[GIVEN ENTRIES Boundary: Start]

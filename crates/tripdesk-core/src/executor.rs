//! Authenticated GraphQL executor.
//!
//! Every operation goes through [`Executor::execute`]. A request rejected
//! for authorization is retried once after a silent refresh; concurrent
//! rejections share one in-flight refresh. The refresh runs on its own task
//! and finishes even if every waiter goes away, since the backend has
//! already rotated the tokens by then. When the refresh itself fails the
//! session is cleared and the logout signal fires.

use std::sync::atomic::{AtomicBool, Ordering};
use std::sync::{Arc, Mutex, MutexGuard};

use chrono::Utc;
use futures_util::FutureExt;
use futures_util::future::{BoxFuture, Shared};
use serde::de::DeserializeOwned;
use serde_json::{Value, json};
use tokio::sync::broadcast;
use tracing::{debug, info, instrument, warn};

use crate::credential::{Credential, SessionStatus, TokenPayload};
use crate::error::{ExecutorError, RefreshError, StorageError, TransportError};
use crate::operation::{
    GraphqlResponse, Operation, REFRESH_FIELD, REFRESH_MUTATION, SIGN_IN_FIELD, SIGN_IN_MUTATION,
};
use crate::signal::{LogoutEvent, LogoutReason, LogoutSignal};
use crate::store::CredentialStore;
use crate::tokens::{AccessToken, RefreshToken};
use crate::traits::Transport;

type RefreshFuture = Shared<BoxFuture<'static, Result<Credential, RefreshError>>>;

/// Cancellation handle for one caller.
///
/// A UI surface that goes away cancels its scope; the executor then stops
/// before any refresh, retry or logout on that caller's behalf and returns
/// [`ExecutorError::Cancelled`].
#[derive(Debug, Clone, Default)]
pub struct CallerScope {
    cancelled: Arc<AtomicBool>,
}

[GIVEN ENTRIES Boundary: End]
[GIVEN ENTRIES Boundary: Start]

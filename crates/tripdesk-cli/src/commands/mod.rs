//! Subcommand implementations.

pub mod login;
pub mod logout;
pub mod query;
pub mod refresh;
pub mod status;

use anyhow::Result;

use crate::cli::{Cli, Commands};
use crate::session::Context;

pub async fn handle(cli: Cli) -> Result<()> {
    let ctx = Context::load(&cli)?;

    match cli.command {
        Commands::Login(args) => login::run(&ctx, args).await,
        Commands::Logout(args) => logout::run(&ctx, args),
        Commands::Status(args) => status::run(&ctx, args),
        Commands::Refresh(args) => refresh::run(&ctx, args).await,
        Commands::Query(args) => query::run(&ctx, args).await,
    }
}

[GIVEN ENTRIES Boundary: End]
[GIVEN ENTRIES Boundary: Start]

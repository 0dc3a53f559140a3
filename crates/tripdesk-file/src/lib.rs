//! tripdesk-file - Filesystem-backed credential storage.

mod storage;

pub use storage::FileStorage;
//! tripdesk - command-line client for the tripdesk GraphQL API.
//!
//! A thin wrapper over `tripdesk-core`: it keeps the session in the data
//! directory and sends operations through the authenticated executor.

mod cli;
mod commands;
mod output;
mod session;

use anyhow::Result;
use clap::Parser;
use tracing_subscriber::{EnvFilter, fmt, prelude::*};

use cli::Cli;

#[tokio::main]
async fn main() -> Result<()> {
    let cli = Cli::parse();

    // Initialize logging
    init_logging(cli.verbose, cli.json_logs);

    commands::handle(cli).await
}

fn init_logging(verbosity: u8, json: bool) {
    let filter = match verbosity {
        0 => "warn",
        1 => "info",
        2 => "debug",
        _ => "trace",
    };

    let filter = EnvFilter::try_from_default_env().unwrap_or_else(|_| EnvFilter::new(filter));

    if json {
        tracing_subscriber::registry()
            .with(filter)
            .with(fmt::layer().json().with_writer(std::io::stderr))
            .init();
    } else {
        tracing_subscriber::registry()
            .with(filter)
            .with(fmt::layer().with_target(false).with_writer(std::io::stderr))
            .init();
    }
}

[GIVEN ENTRIES Boundary: End]

▶ **AIM OF THE TASK**:
Once you have identified the lines above that contain "filename", copy each of them.

▶ **RESPONSE TO THE EXERCISE**:
filename crates/tripdesk-core/src/executor.rs
filename crates/tripdesk-cli/src/commands/mod.rs
filename crates/tripdesk-file/src/lib.rs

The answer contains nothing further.